Reproduce exactly the lines that run from the start of the records below to the line with "position, a loop", inclusive.

○ ○ ○ ○ ○ ○ ○

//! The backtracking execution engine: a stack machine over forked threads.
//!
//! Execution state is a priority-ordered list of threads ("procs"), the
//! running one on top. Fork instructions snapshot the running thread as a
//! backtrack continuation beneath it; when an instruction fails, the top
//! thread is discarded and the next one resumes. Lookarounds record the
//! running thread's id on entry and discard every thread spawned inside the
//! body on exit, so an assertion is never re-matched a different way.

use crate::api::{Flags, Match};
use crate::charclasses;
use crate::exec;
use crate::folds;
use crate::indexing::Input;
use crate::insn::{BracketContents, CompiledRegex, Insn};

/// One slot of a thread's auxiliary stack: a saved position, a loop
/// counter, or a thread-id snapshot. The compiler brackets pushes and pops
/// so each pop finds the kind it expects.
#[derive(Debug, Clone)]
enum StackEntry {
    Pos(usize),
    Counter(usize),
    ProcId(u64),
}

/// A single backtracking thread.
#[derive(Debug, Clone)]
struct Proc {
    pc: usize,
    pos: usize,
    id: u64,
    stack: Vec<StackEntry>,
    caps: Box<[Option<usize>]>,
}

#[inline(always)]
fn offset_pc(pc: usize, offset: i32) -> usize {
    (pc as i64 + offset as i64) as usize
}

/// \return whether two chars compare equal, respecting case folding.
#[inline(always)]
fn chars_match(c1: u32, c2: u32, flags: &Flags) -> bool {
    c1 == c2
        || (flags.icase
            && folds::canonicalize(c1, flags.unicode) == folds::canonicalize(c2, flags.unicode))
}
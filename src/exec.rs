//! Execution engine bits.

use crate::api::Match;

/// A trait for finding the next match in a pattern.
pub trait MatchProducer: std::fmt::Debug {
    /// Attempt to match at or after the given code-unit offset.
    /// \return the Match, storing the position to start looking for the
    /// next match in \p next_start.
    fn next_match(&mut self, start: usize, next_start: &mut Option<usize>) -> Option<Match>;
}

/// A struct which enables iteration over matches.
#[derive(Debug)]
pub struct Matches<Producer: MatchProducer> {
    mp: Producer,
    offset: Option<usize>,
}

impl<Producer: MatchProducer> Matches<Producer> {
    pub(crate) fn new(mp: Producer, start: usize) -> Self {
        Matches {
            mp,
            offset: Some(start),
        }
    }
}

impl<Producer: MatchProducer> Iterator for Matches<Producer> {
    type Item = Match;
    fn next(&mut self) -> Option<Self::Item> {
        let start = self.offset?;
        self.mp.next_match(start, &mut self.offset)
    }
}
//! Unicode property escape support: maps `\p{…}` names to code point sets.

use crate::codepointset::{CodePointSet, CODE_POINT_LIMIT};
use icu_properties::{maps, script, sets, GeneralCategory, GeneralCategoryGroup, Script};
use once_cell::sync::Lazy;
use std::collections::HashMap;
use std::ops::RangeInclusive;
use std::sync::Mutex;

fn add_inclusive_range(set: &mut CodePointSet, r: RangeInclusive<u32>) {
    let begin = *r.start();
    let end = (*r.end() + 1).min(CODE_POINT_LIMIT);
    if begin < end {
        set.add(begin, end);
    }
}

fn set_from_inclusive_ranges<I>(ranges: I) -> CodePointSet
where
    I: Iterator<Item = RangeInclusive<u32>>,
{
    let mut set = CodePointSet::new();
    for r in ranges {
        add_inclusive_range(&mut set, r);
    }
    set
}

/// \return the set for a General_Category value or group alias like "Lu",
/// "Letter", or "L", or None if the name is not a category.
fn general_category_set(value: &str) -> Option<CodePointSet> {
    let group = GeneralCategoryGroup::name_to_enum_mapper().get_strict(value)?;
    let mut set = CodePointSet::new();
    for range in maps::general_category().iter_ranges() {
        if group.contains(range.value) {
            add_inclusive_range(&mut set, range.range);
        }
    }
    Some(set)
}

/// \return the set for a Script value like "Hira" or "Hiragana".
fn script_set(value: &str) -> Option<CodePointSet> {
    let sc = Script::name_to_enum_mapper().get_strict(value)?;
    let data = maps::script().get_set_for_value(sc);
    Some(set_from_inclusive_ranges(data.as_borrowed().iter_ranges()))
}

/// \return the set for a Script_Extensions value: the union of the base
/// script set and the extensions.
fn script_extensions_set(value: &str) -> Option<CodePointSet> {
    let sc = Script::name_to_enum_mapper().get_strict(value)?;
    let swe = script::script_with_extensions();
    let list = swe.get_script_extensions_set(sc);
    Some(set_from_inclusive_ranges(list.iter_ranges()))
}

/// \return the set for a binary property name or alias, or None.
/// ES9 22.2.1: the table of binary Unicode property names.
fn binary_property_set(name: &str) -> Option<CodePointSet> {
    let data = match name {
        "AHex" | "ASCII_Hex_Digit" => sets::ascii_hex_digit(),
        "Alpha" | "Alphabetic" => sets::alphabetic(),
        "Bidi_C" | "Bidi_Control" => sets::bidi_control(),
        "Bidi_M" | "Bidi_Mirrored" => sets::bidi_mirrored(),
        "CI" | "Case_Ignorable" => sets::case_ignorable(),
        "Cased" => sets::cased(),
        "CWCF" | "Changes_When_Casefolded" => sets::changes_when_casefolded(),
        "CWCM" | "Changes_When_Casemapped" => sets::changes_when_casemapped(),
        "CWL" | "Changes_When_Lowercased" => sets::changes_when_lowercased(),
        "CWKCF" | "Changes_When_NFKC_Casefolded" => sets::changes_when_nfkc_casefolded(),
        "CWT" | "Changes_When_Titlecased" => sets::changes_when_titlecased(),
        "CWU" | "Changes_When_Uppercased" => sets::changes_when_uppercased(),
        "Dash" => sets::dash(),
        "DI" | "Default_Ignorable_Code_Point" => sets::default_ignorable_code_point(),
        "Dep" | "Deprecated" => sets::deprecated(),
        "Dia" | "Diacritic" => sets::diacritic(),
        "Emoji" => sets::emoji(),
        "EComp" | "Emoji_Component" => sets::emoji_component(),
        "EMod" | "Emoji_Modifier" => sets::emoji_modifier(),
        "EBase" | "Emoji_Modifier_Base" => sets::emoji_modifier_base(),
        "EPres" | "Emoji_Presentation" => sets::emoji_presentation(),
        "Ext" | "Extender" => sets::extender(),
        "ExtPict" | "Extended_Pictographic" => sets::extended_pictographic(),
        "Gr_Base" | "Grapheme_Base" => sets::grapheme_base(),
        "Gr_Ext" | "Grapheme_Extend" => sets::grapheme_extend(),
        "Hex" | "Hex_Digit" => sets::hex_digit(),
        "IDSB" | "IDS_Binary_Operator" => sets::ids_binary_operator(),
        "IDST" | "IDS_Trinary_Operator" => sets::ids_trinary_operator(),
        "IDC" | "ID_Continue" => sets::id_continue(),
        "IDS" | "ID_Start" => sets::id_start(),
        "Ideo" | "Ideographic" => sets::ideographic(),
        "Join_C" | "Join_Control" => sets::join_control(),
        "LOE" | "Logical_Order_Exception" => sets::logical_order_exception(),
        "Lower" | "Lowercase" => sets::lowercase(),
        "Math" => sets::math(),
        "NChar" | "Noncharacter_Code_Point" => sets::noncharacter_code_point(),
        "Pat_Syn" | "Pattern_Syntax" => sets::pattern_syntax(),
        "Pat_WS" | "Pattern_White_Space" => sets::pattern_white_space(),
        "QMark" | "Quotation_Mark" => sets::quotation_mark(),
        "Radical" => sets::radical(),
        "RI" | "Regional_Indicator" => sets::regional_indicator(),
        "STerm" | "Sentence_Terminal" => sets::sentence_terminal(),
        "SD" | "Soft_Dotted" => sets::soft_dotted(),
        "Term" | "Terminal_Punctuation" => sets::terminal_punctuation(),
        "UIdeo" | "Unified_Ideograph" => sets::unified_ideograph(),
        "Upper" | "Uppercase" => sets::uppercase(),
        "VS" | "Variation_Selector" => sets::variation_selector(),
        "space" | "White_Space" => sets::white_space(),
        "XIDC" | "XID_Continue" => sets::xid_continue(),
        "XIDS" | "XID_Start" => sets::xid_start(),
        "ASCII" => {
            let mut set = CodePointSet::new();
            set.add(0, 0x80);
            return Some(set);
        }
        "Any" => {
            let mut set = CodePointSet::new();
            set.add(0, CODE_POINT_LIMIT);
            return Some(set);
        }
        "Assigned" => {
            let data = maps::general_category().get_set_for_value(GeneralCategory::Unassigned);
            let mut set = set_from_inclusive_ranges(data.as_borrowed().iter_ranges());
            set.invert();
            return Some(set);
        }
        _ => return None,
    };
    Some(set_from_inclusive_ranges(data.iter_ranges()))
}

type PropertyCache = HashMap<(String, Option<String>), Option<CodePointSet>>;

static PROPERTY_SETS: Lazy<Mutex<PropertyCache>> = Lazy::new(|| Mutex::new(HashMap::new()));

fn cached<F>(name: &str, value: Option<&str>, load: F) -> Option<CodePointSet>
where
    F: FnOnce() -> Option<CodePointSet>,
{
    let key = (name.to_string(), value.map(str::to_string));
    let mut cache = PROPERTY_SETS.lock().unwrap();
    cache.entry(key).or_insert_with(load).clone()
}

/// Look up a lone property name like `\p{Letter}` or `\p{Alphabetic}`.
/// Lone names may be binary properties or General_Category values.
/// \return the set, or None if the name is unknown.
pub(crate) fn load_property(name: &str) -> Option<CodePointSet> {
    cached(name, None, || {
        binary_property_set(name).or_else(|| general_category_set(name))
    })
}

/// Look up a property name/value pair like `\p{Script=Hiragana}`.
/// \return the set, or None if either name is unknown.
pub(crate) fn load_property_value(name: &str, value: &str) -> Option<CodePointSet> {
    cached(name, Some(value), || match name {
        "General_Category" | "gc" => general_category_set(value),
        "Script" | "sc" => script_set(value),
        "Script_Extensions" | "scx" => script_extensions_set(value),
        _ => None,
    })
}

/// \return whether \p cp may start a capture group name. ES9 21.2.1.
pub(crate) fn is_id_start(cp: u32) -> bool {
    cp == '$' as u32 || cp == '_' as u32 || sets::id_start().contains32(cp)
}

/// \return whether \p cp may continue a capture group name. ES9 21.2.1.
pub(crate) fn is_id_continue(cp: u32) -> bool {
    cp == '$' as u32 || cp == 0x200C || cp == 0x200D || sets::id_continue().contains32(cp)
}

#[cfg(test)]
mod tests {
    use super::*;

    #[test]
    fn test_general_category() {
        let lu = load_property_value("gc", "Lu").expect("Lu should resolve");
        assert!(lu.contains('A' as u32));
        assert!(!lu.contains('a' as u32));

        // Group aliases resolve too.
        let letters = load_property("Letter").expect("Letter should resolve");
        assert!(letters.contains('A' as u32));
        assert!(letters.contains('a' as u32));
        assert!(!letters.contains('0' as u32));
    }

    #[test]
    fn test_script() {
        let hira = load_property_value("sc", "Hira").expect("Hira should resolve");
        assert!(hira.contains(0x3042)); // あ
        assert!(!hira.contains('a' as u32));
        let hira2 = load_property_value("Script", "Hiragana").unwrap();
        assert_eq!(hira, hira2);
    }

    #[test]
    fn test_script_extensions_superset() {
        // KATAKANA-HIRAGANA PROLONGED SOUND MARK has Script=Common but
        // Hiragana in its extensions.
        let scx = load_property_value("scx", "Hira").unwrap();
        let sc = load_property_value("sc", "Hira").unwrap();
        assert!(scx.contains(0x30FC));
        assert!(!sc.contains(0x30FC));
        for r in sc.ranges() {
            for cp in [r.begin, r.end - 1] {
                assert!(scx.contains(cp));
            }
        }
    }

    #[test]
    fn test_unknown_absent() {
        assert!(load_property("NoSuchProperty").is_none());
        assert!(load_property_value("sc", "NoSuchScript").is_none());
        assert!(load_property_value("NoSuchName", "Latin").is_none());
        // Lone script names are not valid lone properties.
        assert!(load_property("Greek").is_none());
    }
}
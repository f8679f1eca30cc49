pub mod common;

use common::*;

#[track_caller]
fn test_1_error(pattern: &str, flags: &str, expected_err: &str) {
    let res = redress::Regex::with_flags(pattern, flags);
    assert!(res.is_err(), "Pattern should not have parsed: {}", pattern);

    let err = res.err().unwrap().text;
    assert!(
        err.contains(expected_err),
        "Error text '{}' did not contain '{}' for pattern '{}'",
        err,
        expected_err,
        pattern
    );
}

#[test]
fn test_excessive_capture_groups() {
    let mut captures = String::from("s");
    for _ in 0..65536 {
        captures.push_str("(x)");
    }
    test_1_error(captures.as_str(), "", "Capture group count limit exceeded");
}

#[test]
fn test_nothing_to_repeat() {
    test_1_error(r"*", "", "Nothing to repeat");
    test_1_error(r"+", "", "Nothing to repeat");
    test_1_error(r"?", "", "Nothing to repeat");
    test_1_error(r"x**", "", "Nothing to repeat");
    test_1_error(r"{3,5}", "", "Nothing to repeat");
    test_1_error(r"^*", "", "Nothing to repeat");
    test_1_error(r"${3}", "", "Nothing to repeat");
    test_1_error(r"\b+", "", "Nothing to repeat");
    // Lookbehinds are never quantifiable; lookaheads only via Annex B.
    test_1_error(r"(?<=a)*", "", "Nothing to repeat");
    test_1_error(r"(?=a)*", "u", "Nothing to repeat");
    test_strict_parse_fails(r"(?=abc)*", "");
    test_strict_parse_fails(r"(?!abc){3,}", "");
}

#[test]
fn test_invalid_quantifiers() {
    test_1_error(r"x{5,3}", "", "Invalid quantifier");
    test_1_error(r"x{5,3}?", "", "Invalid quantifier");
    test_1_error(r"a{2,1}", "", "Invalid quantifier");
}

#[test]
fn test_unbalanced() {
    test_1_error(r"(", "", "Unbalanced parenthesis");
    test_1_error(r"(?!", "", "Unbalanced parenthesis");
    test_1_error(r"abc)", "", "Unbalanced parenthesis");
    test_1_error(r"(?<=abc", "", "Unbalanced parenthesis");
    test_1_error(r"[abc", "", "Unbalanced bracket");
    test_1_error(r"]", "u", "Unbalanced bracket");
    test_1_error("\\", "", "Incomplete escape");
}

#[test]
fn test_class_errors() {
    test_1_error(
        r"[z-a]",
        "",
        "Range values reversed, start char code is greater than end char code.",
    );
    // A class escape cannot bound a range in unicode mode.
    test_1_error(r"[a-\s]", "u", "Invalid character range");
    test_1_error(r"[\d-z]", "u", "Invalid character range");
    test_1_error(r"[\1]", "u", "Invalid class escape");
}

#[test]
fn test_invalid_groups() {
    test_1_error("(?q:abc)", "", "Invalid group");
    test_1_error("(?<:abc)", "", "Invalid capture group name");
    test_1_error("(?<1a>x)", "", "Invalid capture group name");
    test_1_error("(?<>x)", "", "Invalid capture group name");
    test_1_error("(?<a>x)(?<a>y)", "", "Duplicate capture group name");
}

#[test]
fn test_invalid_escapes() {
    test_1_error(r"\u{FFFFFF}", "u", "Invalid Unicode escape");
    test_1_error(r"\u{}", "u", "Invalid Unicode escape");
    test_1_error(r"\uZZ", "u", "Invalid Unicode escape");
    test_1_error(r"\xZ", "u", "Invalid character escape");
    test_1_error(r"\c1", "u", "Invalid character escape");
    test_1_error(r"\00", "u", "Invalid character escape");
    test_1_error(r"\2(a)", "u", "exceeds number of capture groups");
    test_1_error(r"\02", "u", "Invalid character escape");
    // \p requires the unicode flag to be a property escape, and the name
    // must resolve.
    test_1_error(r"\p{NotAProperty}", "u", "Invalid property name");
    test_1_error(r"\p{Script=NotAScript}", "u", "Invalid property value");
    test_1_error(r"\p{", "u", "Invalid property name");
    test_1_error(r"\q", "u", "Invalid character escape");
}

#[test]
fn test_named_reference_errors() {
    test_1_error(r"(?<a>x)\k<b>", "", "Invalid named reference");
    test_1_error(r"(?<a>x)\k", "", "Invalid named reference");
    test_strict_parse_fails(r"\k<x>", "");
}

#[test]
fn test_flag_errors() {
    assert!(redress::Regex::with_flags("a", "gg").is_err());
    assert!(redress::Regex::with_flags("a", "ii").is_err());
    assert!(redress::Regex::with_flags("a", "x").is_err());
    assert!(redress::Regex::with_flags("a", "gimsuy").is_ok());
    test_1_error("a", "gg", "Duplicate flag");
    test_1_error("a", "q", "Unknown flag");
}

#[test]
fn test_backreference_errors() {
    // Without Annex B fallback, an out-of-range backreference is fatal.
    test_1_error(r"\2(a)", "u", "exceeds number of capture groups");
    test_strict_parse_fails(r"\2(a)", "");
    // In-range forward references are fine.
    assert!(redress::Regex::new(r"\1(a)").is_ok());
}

○ ○ ○ ○ ○ ○ ○

### Answer area:
//! The backtracking execution engine: a stack machine over forked threads.
//!
//! Execution state is a priority-ordered list of threads ("procs"), the
//! running one on top. Fork instructions snapshot the running thread as a
//! backtrack continuation beneath it; when an instruction fails, the top
//! thread is discarded and the next one resumes. Lookarounds record the
//! running thread's id on entry and discard every thread spawned inside the
//! body on exit, so an assertion is never re-matched a different way.

use crate::api::{Flags, Match};
use crate::charclasses;
use crate::exec;
use crate::folds;
use crate::indexing::Input;
use crate::insn::{BracketContents, CompiledRegex, Insn};

/// One slot of a thread's auxiliary stack: a saved position, a loop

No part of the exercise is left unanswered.